**GOAL OF THE EXERCISE**
Since each line must match the original, copy out the records with no differences at all.

(Collected data entries)

======

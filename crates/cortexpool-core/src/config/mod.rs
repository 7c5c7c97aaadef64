pub mod consolidation_config;
pub mod decay_config;
pub mod embedding_config;
pub mod retrieval_config;
pub mod session_config;
pub mod storage_config;

use serde::{Deserialize, Serialize};

pub use consolidation_config::ConsolidationConfig;
pub use decay_config::{DecayConfig, TierDefaults};
pub use embedding_config::EmbeddingConfig;
pub use retrieval_config::RetrievalConfig;
pub use session_config::SessionConfig;
pub use storage_config::StorageConfig;

/// Top-level configuration aggregating every subsystem config.
#[derive(Debug, Clone, Serialize, Deserialize, Default)]
#[serde(default)]
pub struct CortexConfig {
    pub storage: StorageConfig,
    pub retrieval: RetrievalConfig,
    pub decay: DecayConfig,
    pub consolidation: ConsolidationConfig,
    pub session: SessionConfig,
    pub embedding: EmbeddingConfig,
}

impl CortexConfig {
    /// Load config from a TOML string, falling back to defaults for missing
    /// fields (every leaf config is `#[serde(default)]`).
    pub fn from_toml(toml_str: &str) -> Result<Self, toml::de::Error> {
        toml::from_str(toml_str)
    }
}
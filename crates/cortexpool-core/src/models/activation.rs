use chrono::{DateTime, Utc};
use serde::{Deserialize, Serialize};

use crate::ids::EntityId;

/// One entry in the activation-history ring (spec §3).
#[derive(Debug, Clone, PartialEq, Serialize, Deserialize)]
pub struct ActivationHistoryEntry {
    pub entity_id: EntityId,
    pub activation: f64,
    /// What produced this entry, e.g. `"spread"`, `"seed"`.
    pub source: String,
    pub timestamp: DateTime<Utc>,
}
use chrono::{DateTime, Utc};
use serde::{Deserialize, Serialize};

use crate::ids::FactId;

/// A recorded pair of facts that share `(subject, predicate)` but differ in
/// content (spec §3 "Contradiction").
#[derive(Debug, Clone, PartialEq, Serialize, Deserialize)]
pub struct Contradiction {
    pub fact1_id: FactId,
    pub fact2_id: FactId,
    pub detected_at: DateTime<Utc>,
}
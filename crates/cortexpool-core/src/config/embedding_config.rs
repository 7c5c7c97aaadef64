use serde::{Deserialize, Serialize};

/// Configuration for the optional HTTP vector backend (spec §6).
#[derive(Debug, Clone, Serialize, Deserialize)]
#[serde(default)]
pub struct EmbeddingConfig {
    pub enabled: bool,
    pub endpoint: String,
    pub dimensions: usize,
    pub request_timeout_ms: u64,
}

impl Default for EmbeddingConfig {
    fn default() -> Self {
        Self {
            enabled: false,
            endpoint: String::new(),
            dimensions: 384,
            request_timeout_ms: 2_000,
        }
    }
}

======

**EXERCISE OUTPUT**
filename crates/cortexpool-core/src/config/mod.rs
repository 7c5c7c97aaadef64
pub mod consolidation_config;
pub mod decay_config;
pub mod embedding_config;
pub mod retrieval_config;
pub mod session_config;
pub mod storage_config;

use serde::{Deserialize, Serialize};

pub use consolidation_config::ConsolidationConfig;
pub use decay_config::{DecayConfig, TierDefaults};
pub use embedding_config::EmbeddingConfig;
pub use retrieval_config::RetrievalConfig;
pub use session_config::SessionConfig;
pub use storage_config::StorageConfig;

/// Top-level configuration aggregating every subsystem config.
#[derive(Debug, Clone, Serialize, Deserialize, Default)]
#[serde(default)]
pub struct CortexConfig {
    pub storage: StorageConfig,
    pub retrieval: RetrievalConfig,
    pub decay: DecayConfig,
    pub consolidation: ConsolidationConfig,
    pub session: SessionConfig,
    pub embedding: EmbeddingConfig,
}

impl CortexConfig {
    /// Load config from a TOML string, falling back to defaults for missing
    /// fields (every leaf config is `#[serde(default)]`).
    pub fn from_toml(toml_str: &str) -> Result<Self, toml::de::Error> {
        toml::from_str(toml_str)
    }
}
filename crates/cortexpool-core/src/models/activation.rs
use chrono::{DateTime, Utc};
use serde::{Deserialize, Serialize};

use crate::ids::EntityId;

/// One entry in the activation-history ring (spec §3).
#[derive(Debug, Clone, PartialEq, Serialize, Deserialize)]
pub struct ActivationHistoryEntry {
    pub entity_id: EntityId,
    pub activation: f64,
    /// What produced this entry, e.g. `"spread"`, `"seed"`.
    pub source: String,
    pub timestamp: DateTime<Utc>,
}
use chrono::{DateTime, Utc};
use serde::{Deserialize, Serialize};

use crate::ids::FactId;

/// A recorded pair of facts that share `(subject, predicate)` but differ in
/// content (spec §3 "Contradiction").
#[derive(Debug, Clone, PartialEq, Serialize, Deserialize)]
pub struct Contradiction {
    pub fact1_id: FactId,
    pub fact2_id: FactId,
    pub detected_at: DateTime<Utc>,
}
filename crates/cortexpool-core/src/config/embedding_config.rs
repository 7c5c7c97aaadef64
use serde::{Deserialize, Serialize};

/// Configuration for the optional HTTP vector backend (spec §6).
#[derive(Debug, Clone, Serialize, Deserialize)]
#[serde(default)]
pub struct EmbeddingConfig {
    pub enabled: bool,
    pub endpoint: String,
    pub dimensions: usize,
    pub request_timeout_ms: u64,
}

impl Default for EmbeddingConfig {
    fn default() -> Self {
        Self {
            enabled: false,
            endpoint: String::new(),
            dimensions: 384,
            request_timeout_ms: 2_000,
        }
    }
}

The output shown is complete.